Task Error Handling - onSuccess/onFailure (#469)

Posted by @ItamarEliakim-R:

Hey.

What would be the best solution to implement a task state error handling as part of a generalized composition?
I am looking for a solution to implement the following flow:

  • go-to-place kitchen → wait-for x sec → pickup coke from table →
  • Upon success - dropoff coke at entrance.
  • Upon failure - go to charger.

Is it possible to do it as part of the core that applies to the entire fleets (e.g., rmf_task & fleet_adapter), and not as a hack on the fleet adapter vendor side?

Thanks!
Itamar


Edited by @ItamarEliakim-R at 2024-05-28T13:34:07Z

Posted by @mxgrey:

Right now unrecoverable errors in task execution are dealt with by cancelling the task.
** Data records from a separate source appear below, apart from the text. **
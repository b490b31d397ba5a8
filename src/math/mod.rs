pub mod polygon_2d;
pub mod vec_2d;

use std::f64::consts::PI;

/// 2D point/vector type. Points and directions share one representation.
pub type Vec2 = nalgebra::Vector2<f64>;

/// Global geometric tolerance for floating-point comparisons.
pub const TOLERANCE: f64 = 1e-10;

/// Half-turn sweep used for caps and elbows.
///
/// Slightly larger than π so the last rotated vertex overshoots the seam;
/// some rasterizers leave a hairline gap at exactly π.
pub const FIXED_PI: f64 = PI + 0.0001;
Your fleet adapter can monitor whether the robot is successfully executing its commands and then cancel the task based on the current task ID.

The composed task schema lets you specify actions to take when cancelling the task at each phase. You could put some error handling behavior inside that cancellation sequence.

In your specific example, since the error handling is just to go to the charger, you probably don’t need to include any special cancellation sequence. If you just use the charging finishing task then a simple cancel will be enough.

We don’t currently support any retry loops within the core task execution pipeline. As you’ve already seen, support for more generalized task flows is something we’re actively working on, but is not available yet.

Posted by @ItamarEliakim-R:

Sounds excellent.
Thanks, @mxgre! My first guess was that canceling the task as handling the error was a decent solution for now. I’ll explore the rmf task core further within the next few days/weeks to think of new methods to extend the current task manager and parser to support the success/failure mechanism until we have the major redesign.

Posted by @mxgrey:

In all truth I’m unlikely to accept any major changes to the existing codebase, especially changes to the implementation of task execution, because we’ve found it to be a hotbed for data races and other forms of undefined behavior.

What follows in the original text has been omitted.